Plants in a time of coronavirus

For gardeners, one of the most frustrating things about the lockdown are not the restrictions, but the lack of gardening kit. It's fantastic having time at home at this time of year, but not so fantastic when you can't get hold of compost, or aggregates, or even seeds.
Most of the big seed companies have been swamped with orders for vegetable seeds, and are struggling to cope. The local builder's merchant where I order things like soil conditioner and gravel has closed for the duration.
However, you can still buy plants. There are lots of small independent nurseries continuing to do mail order, mainly because they are run by just one or two people, who can run the business despite social distancing.
"Small is beautiful" is a theme of the coronavirus crisis here in the UK. The small shops have stepped up very quickly to meet demand. Our village post office and the trout farm shop, which usually make a lot of their money selling souvenirs to tourists, now stock tinned food such as tomatoes and pasta as well as daily necessities like milk, bread and eggs.
One of the first local shops to change tack was the organic farm shop, which now operates a click and collect service. And I noticed in Wareham, Dorset, where my stepmother lives, that the wholefood shop was the first to introduce a new way of operating.
Perhaps being an "alternative" retailer makes you much more aware of other ways of doing things? Discuss!
Anyway, if you are suffering withdrawal symptoms from your plant-buying habit, here are a few of my favourite nurseries, who at the time of writing were offering mail order. Most of them warn that deliveries aren't as fast as usual, but they're still sending stuff out.

While we're on the subject of deliveries, I'd like say a huge thank you to the Royal Mail, the courier services and Post Office workers here in the UK. I don't know how we'd manage without them.

Hardy's Cottage Garden Plants is run by Rosy Hardy and her husband Rob. Rosy is a multiple gold-medal winner at the Chelsea Flower Show and their nursery in Hampshire has a huge selection of perennials for every conceivable situation in the garden - sun, shade, dry, moist, spring-flowering, autumn-flowering and so on.

Ashwood Nurseries in the West Midlands is owned by plantsman John Massey. It is a really inspiring place to visit, because as well as the nursery, John's garden (above) is regularly open to the public. Sadly, that's all closed now, of course,  but I wrote a post about it a couple of years ago, if you want to see more. Their extraordinary range of plants is available via mail order. You can choose from 168 different hellebore species and cultivars, 98 hydrangeas, 66 hepaticas, 370 roses - you get the picture.

Bluebell Arboretum and Nursery is owned by the Vernon family, and the manager is Jason Grundy. They are based in south Derbyshire, near Ashby de la Zouch. If I'm looking for something a bit unusual in the way of trees and shrubs, I go straight to the Bluebell site because they have a huge selection. One of the things I like about their service is that Jason will ring you to tell you that the plant has been dispatched, and give you advice on how to look after it.

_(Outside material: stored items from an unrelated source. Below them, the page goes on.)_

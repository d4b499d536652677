//! API utilities for frontend-backend communication
//!
//! [`ApiClient`] carries the base URL and the session, and adds the
//! `Authorization` and `X-Tenant` headers to every request. Responses are
//! decoded straight into the typed contracts; there is no shape probing here.

use contracts::shared::config::ApiConfig;
use gloo_net::http::{Request, RequestBuilder, Response};
use leptos::prelude::*;
use serde::de::DeserializeOwned;
use serde::Serialize;

use crate::system::auth::storage::AppSession;

/// Get the base URL for API requests
///
/// Same protocol and host as the page, backend port and prefix from config:
/// "http://acme.localhost:3000/api". Empty host part if window is not available.
pub fn api_base(config: &ApiConfig) -> String {
    let Some(window) = web_sys::window() else {
        return config.prefix.clone();
    };
    let location = window.location();
    let protocol = location.protocol().unwrap_or_else(|_| "http:".to_string());
    let hostname = location
        .hostname()
        .unwrap_or_else(|_| "127.0.0.1".to_string());
    join_base(&protocol, &hostname, config.port, &config.prefix)
}

fn join_base(protocol: &str, hostname: &str, port: u16, prefix: &str) -> String {
    format!(
        "{}//{}:{}/{}",
        protocol,
        hostname,
        port,
        prefix.trim_matches('/')
    )
    .trim_end_matches('/')
    .to_string()
}

#[derive(Clone, Debug)]
pub struct ApiClient {
    base: String,
    session: AppSession,
}

impl ApiClient {
    pub fn new(base: String, session: AppSession) -> Self {
        Self { base, session }
    }

    pub fn session(&self) -> &AppSession {
        &self.session
    }

    /// Build a full API URL from a path like "/products?page=1"
    pub fn url(&self, path: &str) -> String {
        format!("{}/{}", self.base, path.trim_start_matches('/'))
    }

    fn with_headers(&self, mut builder: RequestBuilder) -> RequestBuilder {
        builder = builder.header("Accept", "application/json");
        if let Some(auth) = self.session.auth_header() {
            builder = builder.header("Authorization", &auth);
        }
        if let Some(tenant) = self.session.tenant() {
            builder = builder.header("X-Tenant", tenant);
        }
        builder
    }

    async fn decode<T: DeserializeOwned>(response: Response, what: &str) -> Result<T, String> {
        if !response.ok() {
            return Err(format!("{} failed: {}", what, response.status()));
        }
        response
            .json::<T>()
            .await
            .map_err(|e| format!("Failed to parse response: {}", e))
    }

    pub async fn get_json<T: DeserializeOwned>(&self, path: &str) -> Result<T, String> {
        let response = self
            .with_headers(Request::get(&self.url(path)))
            .send()
            .await
            .map_err(|e| format!("Failed to send request: {}", e))?;
        Self::decode(response, path).await
    }

    pub async fn post_json<B: Serialize, T: DeserializeOwned>(
        &self,
        path: &str,
        body: &B,
    ) -> Result<T, String> {
        let response = self
            .with_headers(Request::post(&self.url(path)))
            .json(body)
            .map_err(|e| format!("Failed to serialize request: {}", e))?
            .send()
            .await
            .map_err(|e| format!("Failed to send request: {}", e))?;
        Self::decode(response, path).await
    }

    /// POST whose response body is ignored
    pub async fn post<B: Serialize>(&self, path: &str, body: &B) -> Result<(), String> {
        let response = self
            .with_headers(Request::post(&self.url(path)))
            .json(body)
            .map_err(|e| format!("Failed to serialize request: {}", e))?
            .send()
            .await
            .map_err(|e| format!("Failed to send request: {}", e))?;
        if !response.ok() {
            return Err(format!("{} failed: {}", path, response.status()));
        }
        Ok(())
    }
}

pub fn use_api() -> ApiClient {
    use_context::<ApiClient>().expect("ApiClient not provided")
}

#[cfg(test)]
mod tests {
    use super::*;
    use crate::system::auth::storage::BrowserStore;
    use contracts::system::session::{MemorySessionStore, Session};

    #[test]
    fn test_join_base() {
        assert_eq!(
            join_base("https:", "acme.example.com", 3000, "/api"),
            "https://acme.example.com:3000/api"
        );
        assert_eq!(join_base("http:", "localhost", 8080, "/"), "http://localhost:8080");
    }

    #[test]
    fn test_url() {
        let session = Session::new(BrowserStore::Memory(MemorySessionStore::new()), None, "");
        let api = ApiClient::new("http://localhost:3000/api".into(), session);
        assert_eq!(api.url("/products?page=2"), "http://localhost:3000/api/products?page=2");
        assert_eq!(api.url("users"), "http://localhost:3000/api/users");
    }
}
pub mod login;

Tissington Nursery are also in Derbyshire, based in an old walled kitchen garden in the heart of the Peak District. This family-run nursery sells perennials and herbs, and specialise in Victoria violas.

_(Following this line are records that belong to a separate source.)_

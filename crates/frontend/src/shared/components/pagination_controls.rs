use crate::shared::icons::icon;
use contracts::shared::pagination::{PageChange, Pagination};
use leptos::prelude::*;

/// PaginationControls component - reusable pagination controls
///
/// Every button goes through [`Pagination::request_page`], so clicks on the
/// current page or past the last page never reach `on_page_change`.
#[component]
pub fn PaginationControls(
    /// Current pagination window (1-based page)
    #[prop(into)]
    pagination: Signal<Pagination>,

    /// Callback with the requested page
    on_page_change: Callback<usize>,

    /// Callback with the requested page size
    on_page_size_change: Callback<usize>,

    /// Available page size options (optional, defaults to [10, 20, 50, 100])
    #[prop(optional)]
    page_size_options: Option<Vec<usize>>,
) -> impl IntoView {
    let page_size_opts = page_size_options.unwrap_or_else(|| vec![10, 20, 50, 100]);

    let go_to = move |target: usize| {
        if let Some(PageChange::Page(page)) = pagination.get_untracked().request_page(target) {
            on_page_change.run(page);
        }
    };

    let last_page = move || pagination.get().total_pages();

    view! {
        <div class="pagination-controls">
            <button
                class="pagination-btn"
                on:click=move |_| go_to(1)
                disabled=move || !pagination.get().has_prev()
                title="Первая страница"
            >
                {icon("chevrons-left")}
            </button>
            <button
                class="pagination-btn"
                on:click=move |_| go_to(pagination.get_untracked().page.saturating_sub(1))
                disabled=move || !pagination.get().has_prev()
                title="Предыдущая страница"
            >
                {icon("chevron-left")}
            </button>
            <span class="pagination-info">
                {move || pagination.get().label()}
            </span>
            <button
                class="pagination-btn"
                on:click=move |_| go_to(pagination.get_untracked().page + 1)
                disabled=move || !pagination.get().has_next()
                title="Следующая страница"
            >
                {icon("chevron-right")}
            </button>
            <button
                class="pagination-btn"
                on:click=move |_| go_to(pagination.get_untracked().total_pages())
                disabled=move || pagination.get().page >= last_page()
                title="Последняя страница"
            >
                {icon("chevrons-right")}
            </button>
            <select
                class="page-size-select"
                on:change=move |ev| {
                    let Ok(size) = event_target_value(&ev).parse::<usize>() else {
                        return;
                    };
                    if let Some(PageChange::PageSize(size)) =
                        pagination.get_untracked().request_page_size(size)
                    {
                        on_page_size_change.run(size);
                    }
                }
                prop:value=move || pagination.get().page_size.to_string()
            >
                {page_size_opts.into_iter().map(|size| {
                    view! {
                        <option
                            value=size.to_string()
                            selected=move || pagination.get().page_size == size
                        >
                            {size.to_string()}
                        </option>
                    }
                }).collect_view()}
            </select>
        </div>
    }
}
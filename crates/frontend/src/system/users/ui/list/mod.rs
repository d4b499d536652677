mod state;

use contracts::shared::pagination::PageChange;
use contracts::system::users::User;
use leptos::prelude::*;
use leptos::task::spawn_local;
use thaw::*;

use crate::shared::api_utils::use_api;
use crate::shared::components::data_table::{DataTable, TableColumn};
use crate::shared::components::pagination_controls::PaginationControls;
use crate::shared::config::use_config;
use crate::shared::format::format_datetime;
use crate::shared::icons::icon;
use crate::system::auth::guard::RequireAdmin;
use crate::system::users::api;
use state::create_state;

const TABLE_ID: &str = "sys-users-table";

#[component]
pub fn UsersListPage() -> impl IntoView {
    view! {
        <RequireAdmin>
            <UsersList />
        </RequireAdmin>
    }
}

fn role_badge(user: &User) -> AnyView {
    if user.is_admin {
        view! { <Badge appearance=BadgeAppearance::Tint color=BadgeColor::Brand>"Админ"</Badge> }.into_any()
    } else {
        view! { <Badge appearance=BadgeAppearance::Outline>"Пользователь"</Badge> }.into_any()
    }
}

fn status_badge(user: &User) -> AnyView {
    if user.is_active {
        view! { <Badge appearance=BadgeAppearance::Tint color=BadgeColor::Success>"Активен"</Badge> }.into_any()
    } else {
        view! { <Badge appearance=BadgeAppearance::Tint color=BadgeColor::Danger>"Заблокирован"</Badge> }.into_any()
    }
}

#[component]
fn UsersList() -> impl IntoView {
    let config = use_config();
    let api = StoredValue::new(use_api());
    let state = create_state(config.table.default_page_size);
    let (error, set_error) = signal::<Option<String>>(None);
    let (loading, set_loading) = signal(false);
    let search_signal = RwSignal::new(String::new());

    let load_data = move || {
        let client = api.get_value();
        set_loading.set(true);
        set_error.set(None);
        spawn_local(async move {
            match api::fetch_users(&client).await {
                Ok(data) => {
                    log::debug!("users: loaded {}", data.len());
                    state.update(|s| s.set_users(data));
                }
                Err(e) => {
                    log::error!("users: {}", e);
                    set_error.set(Some(format!("Не удалось загрузить пользователей: {}", e)));
                }
            }
            set_loading.set(false);
        });
    };

    Effect::new(move |_| {
        if !state.with_untracked(|s| s.is_loaded) {
            load_data();
        }
    });

    let apply_search = move || {
        state.update(|s| s.set_search(search_signal.get_untracked()));
    };

    let on_page_change = Callback::new(move |page: usize| {
        state.update(|s| s.change_page(PageChange::Page(page)));
    });

    let on_page_size_change = Callback::new(move |size: usize| {
        state.update(|s| s.change_page(PageChange::PageSize(size)));
    });

    let columns = vec![
        TableColumn::new("username", "Логин", |u: &User| {
            view! { <span style="font-weight: 500;">{u.username.clone()}</span> }
        })
        .width("160px"),
        TableColumn::new("full_name", "ФИО", |u: &User| u.full_name.clone().unwrap_or_default()),
        TableColumn::new("email", "Email", |u: &User| u.email.clone().unwrap_or_default()),
        TableColumn::new("role", "Роль", role_badge).width("130px"),
        TableColumn::new("status", "Статус", status_badge).width("130px"),
        TableColumn::new("created_at", "Создан", |u: &User| format_datetime(Some(u.created_at)))
            .width("150px"),
        TableColumn::new("last_login_at", "Последний вход", |u: &User| format_datetime(u.last_login_at))
            .width("150px"),
    ];

    let rows = Signal::derive(move || state.with(|s| s.page_items()));
    let pagination = Signal::derive(move || state.with(|s| s.pagination));

    view! {
        <div class="page" id="sys_users--list">
            <div class="page__header">
                <div class="page__header-left">
                    <h1 class="page__title">"Пользователи"</h1>
                    <Badge>{move || pagination.get().total.to_string()}</Badge>
                </div>
                <div class="page__header-right">
                    <Button
                        appearance=ButtonAppearance::Secondary
                        on_click=move |_| load_data()
                        disabled=Signal::derive(move || loading.get())
                    >
                        {icon("refresh")}
                        {move || if loading.get() { " Загрузка..." } else { " Обновить" }}
                    </Button>
                </div>
            </div>

            <div class="page__content">
                {move || error.get().map(|e| view! { <div class="alert alert--error">{e}</div> })}

                <div class="filter-panel">
                    <div class="filter-panel-content">
                        <Flex gap=FlexGap::Small align=FlexAlign::End>
                            <div style="flex: 1; max-width: 320px;">
                                <Input value=search_signal placeholder="Логин, ФИО или Email..." />
                            </div>
                            <Button
                                appearance=ButtonAppearance::Primary
                                on_click=move |_| apply_search()
                                disabled=Signal::derive(move || loading.get())
                            >
                                "Найти"
                            </Button>
                            <Button
                                appearance=ButtonAppearance::Secondary
                                on_click=move |_| {
                                    search_signal.set(String::new());
                                    apply_search();
                                }
                            >
                                "Сбросить"
                            </Button>
                        </Flex>
                        <PaginationControls
                            pagination=pagination
                            on_page_change=on_page_change
                            on_page_size_change=on_page_size_change
                            page_size_options=config.table.page_size_options.clone()
                        />
                    </div>
                </div>

                <DataTable
                    columns=columns
                    rows=rows
                    loading=loading
                    skeleton_rows=config.table.skeleton_rows
                    empty_message="Пользователи не найдены"
                    table_id=TABLE_ID
                />
            </div>
        </div>
    }
}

The Tiny Plant Company is run by Matt, Susi, Gary and Sally and as the name suggests, they specialise in small plants.  These include naturally low-growing or small plants, such as ajuga, or Geranium 'Max Frei'  as well as dwarf varieties, such as the miniature brachyglottis (senecio) 'Warburton's Silver Dormouse'.

Old Court Nurseries in Colwall, near Malvern, Worcestershire, is famous for its asters (above), but it also sells a range of perennials. Helen Picton is the third generation of the Picton family to take charge, and she and her husband Ross have expanded the Picton Garden, attached to the nursery, to showcase a bigger range of plants.

Pepperpot Herbs, a Hampshire nursery run by Catherine and Neil Wallsgrove, have been inundated with orders thanks to the boom in grow-your-own. Neil told me that since lockdown, they have had a year's worth of orders in the space of a week and a half. They may occasionally suspend shopping online while they catch up, but they are determined to keep going for as long as possible.

Bluebell Cottage Gardens and Nursery is owned by Sue Beesley, who fulfilled a lifetime dream of running her own nursery after winning the BBC's Gardener of the Year competition. Sue specialises in flowering perennials.